Filter the entries for lines with the word "RecordingCues".

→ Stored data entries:

--------------------

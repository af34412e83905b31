//! Shared test rig: simulated hardware and a fast-clock configuration.

#![allow(dead_code)]

use std::path::PathBuf;
use std::sync::atomic::{AtomicU32, Ordering};
use std::sync::{Arc, Mutex};
use std::time::{Duration, Instant};

use chrono::NaiveDate;
use puzzlebox::config::Config;
use puzzlebox::hardware::{Cue, CueSink, DigitalInput, DigitalOutput, HardwareSet};
use puzzlebox::results::ResultsLog;
use puzzlebox::rfid::{RfidTag, TagSource};
use puzzlebox::{Result, TrialEngine};
use tempfile::TempDir;

/// Output line that goes nowhere.
pub struct NullOutput;

impl DigitalOutput for NullOutput {
    fn set(&mut self, _active: bool) {}
}

/// Feeder confirmation switch that completes a revolution every five
/// polls.
pub struct RevolvingSwitch {
    polls: AtomicU32,
}

impl RevolvingSwitch {
    pub fn new() -> Self {
        Self { polls: AtomicU32::new(0) }
    }
}

impl DigitalInput for RevolvingSwitch {
    fn is_active(&self) -> bool {
        let n = self.polls.fetch_add(1, Ordering::SeqCst) % 5;
        (2..4).contains(&n)
    }
}

/// Cue sink that records every cue played.
pub struct RecordingCues {
    played: Arc<Mutex<Vec<Cue>>>,
}

impl RecordingCues {
    pub fn new() -> (Self, Arc<Mutex<Vec<Cue>>>) {
        let played = Arc::new(Mutex::new(Vec::new()));
        (Self { played: Arc::clone(&played) }, played)
    }
}

impl CueSink for RecordingCues {
    fn play(&mut self, cue: Cue) {
        self.played.lock().unwrap().push(cue);
    }
}

/// Tag source scripted on wall-clock time: each window emits frames for
/// one tag, gaps emit silence.
pub struct TimedSource {
    start: Instant,
    windows: Vec<(Duration, Duration, &'static str)>,
}

impl TimedSource {
    pub fn new(windows: Vec<(Duration, Duration, &'static str)>) -> Self {
        Self { start: Instant::now(), windows }
    }
}

impl TagSource for TimedSource {
    fn poll_frame(&mut self) -> Result<Option<RfidTag>> {
        let elapsed = self.start.elapsed();
        for (from, to, tag) in &self.windows {
            if elapsed >= *from && elapsed < *to {
                return Ok(Some(frame(tag)));
            }
        }
        Ok(None)
    }
}

/// A well-formed frame for the given tag number.
pub fn frame(tag: &str) -> RfidTag {
    RfidTag {
        record_type: "TAG".to_string(),
        reader_id: "01".to_string(),
        timestamp: NaiveDate::from_ymd_opt(2019, 5, 12)
            .unwrap()
            .and_hms_opt(13, 45, 2)
            .unwrap(),
        tag_number: tag.to_string(),
    }
}

/// A configuration with every wait shrunk to keep tests fast.
pub fn fast_config() -> Config {
    let mut config = Config::default();
    config.presence.rfid_timeout_secs = 0.2;
    config.presence.new_animal_timeout_secs = 0.1;
    config.presence.reliability_delay_threshold_secs = 0.15;
    config.presence.time_until_reliable_secs = 10.0;
    config.timing.input_poll_ms = 1;
    config.timing.idle_poll_ms = 1;
    config.timing.timeout_tick_ms = 1;
    config.timing.min_feed_interval_ms = 0;
    config.timing.feed_engage_poll_ms = 0;
    config.timing.feed_release_poll_ms = 0;
    config.timing.press_recheck_ms = 0;
    config.timing.press_warmup_ms = 0;
    config.timing.entry_pause_ms = 0;
    config.failure.fail_delay_secs = 0;
    config
}

/// An assembled engine over simulated hardware plus the paths its
/// output lands in.
pub struct Rig {
    pub engine: TrialEngine,
    pub cues: Arc<Mutex<Vec<Cue>>>,
    pub records_path: PathBuf,
    pub results_path: PathBuf,
    pub dir: TempDir,
}

pub fn rig(config: Config, source: TimedSource) -> Rig {
    // RUST_LOG=debug surfaces the engine's tracing during a test run.
    let _ = tracing_subscriber::fmt()
        .with_env_filter(tracing_subscriber::EnvFilter::from_default_env())
        .try_init();

    let dir = tempfile::tempdir().unwrap();
    let records_path = dir.path().join("records.json");
    let results_dir = dir.path().join("results");
    let (cue_sink, cues) = RecordingCues::new();
    let hardware = HardwareSet {
        motor_drive: Box::new(NullOutput),
        motor_standby: Box::new(NullOutput),
        feeder_switch: Box::new(RevolvingSwitch::new()),
        led_left: Box::new(NullOutput),
        led_right: Box::new(NullOutput),
    };
    let results = ResultsLog::new(&results_dir, "results.csv").unwrap();
    let results_path = results.combined_path();
    let engine = TrialEngine::new(
        config,
        hardware,
        Box::new(source),
        Box::new(cue_sink),
        records_path.clone(),
        results,
    )
    .unwrap();
    Rig { engine, cues, records_path, results_path, dir }
}

/// Events column of a results file, in order.
pub fn logged_events(path: &std::path::Path) -> Vec<String> {
    std::fs::read_to_string(path)
        .unwrap_or_default()
        .lines()
        .filter(|line| !line.starts_with('#'))
        .map(|line| line.split(',').nth(1).unwrap_or_default().to_string())
        .collect()
}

--------------------

→ ANSWER BOX:
pub struct RecordingCues {
impl RecordingCues {
impl CueSink for RecordingCues {
    let (cue_sink, cues) = RecordingCues::new();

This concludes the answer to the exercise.